Prompt — The records below hold a stretch from the line with "repository 6d18a753363f735a" through the line with "use probot::engine::source::LevelSource;"; return exactly those lines, ends included, and nothing more.

***** Data for this exercise

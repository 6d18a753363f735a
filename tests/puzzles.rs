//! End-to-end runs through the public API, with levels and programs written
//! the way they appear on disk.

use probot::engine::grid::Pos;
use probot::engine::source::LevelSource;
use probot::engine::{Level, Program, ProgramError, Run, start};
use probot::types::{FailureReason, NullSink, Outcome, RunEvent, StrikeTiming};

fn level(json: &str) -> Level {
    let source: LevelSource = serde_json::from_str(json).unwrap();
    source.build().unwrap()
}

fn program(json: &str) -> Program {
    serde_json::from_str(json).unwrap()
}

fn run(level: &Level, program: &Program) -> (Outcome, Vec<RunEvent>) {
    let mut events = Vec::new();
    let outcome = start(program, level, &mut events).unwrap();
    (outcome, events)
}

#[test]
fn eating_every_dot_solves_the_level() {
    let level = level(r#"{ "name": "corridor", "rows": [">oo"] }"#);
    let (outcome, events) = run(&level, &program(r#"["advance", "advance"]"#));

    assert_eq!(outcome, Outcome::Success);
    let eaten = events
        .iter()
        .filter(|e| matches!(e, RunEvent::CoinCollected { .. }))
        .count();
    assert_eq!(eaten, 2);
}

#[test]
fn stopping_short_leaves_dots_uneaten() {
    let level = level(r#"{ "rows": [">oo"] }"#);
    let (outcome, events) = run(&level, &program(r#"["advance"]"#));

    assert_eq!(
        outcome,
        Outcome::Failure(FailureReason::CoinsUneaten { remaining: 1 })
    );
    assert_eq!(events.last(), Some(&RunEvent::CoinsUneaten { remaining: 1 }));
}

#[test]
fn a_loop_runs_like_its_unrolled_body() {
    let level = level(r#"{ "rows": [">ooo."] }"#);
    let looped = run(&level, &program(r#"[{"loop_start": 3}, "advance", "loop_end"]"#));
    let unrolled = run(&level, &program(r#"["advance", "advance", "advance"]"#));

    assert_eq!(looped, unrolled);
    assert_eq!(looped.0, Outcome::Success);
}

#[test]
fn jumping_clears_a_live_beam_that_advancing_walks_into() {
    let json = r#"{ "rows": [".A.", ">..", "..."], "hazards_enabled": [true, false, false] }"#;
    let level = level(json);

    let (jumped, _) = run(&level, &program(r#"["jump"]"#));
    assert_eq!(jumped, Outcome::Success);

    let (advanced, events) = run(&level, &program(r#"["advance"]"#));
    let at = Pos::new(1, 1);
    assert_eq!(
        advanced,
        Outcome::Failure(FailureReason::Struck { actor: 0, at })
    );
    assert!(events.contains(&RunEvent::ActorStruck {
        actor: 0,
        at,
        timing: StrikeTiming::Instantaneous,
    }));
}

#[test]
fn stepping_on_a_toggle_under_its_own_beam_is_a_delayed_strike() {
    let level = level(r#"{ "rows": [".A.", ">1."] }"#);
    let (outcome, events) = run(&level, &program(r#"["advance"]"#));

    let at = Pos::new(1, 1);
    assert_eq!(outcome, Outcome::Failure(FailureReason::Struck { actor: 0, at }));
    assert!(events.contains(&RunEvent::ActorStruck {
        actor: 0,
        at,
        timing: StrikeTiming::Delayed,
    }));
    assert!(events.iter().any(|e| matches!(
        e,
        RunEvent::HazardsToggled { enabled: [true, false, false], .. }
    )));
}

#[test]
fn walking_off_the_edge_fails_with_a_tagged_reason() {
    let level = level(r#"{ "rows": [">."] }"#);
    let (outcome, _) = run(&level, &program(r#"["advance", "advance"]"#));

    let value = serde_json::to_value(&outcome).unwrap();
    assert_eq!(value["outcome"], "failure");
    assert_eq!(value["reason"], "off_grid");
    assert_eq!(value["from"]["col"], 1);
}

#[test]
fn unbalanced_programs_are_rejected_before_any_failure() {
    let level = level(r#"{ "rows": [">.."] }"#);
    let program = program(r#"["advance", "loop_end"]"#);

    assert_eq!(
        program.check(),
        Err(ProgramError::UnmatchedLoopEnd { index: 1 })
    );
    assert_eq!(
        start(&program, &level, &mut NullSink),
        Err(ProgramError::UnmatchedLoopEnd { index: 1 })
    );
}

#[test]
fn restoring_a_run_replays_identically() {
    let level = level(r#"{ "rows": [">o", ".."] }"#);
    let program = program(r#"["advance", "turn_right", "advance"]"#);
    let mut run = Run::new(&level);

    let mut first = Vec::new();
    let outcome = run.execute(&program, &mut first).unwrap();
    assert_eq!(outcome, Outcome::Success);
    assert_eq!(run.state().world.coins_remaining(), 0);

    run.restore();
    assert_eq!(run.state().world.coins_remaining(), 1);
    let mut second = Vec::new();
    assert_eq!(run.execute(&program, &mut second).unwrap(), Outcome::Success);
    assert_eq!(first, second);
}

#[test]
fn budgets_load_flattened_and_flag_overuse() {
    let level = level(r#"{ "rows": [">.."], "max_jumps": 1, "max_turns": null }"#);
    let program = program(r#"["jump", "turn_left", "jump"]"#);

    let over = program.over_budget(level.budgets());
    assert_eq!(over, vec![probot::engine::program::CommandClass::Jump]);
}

**********
***** Data for this exercise

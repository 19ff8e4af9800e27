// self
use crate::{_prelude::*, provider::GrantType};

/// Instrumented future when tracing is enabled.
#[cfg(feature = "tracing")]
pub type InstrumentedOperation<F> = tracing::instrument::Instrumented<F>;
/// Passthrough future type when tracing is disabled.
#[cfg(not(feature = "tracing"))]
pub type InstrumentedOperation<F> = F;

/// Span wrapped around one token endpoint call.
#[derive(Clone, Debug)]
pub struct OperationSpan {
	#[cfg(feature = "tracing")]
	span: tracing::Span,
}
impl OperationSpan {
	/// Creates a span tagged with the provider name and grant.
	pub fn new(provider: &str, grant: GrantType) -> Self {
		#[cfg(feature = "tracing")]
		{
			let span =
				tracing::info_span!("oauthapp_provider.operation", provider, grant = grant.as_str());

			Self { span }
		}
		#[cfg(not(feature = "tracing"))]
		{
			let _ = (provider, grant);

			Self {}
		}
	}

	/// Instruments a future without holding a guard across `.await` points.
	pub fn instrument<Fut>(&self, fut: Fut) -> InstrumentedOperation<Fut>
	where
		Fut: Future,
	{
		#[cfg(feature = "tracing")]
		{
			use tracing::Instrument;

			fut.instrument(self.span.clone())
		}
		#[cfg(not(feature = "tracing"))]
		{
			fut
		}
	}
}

**********

Your response —
repository 6d18a753363f735a
filename tests/puzzles.rs
//! End-to-end runs through the public API, with levels and programs written
//! the way they appear on disk.

use probot::engine::grid::Pos;
use probot::engine::source::LevelSource;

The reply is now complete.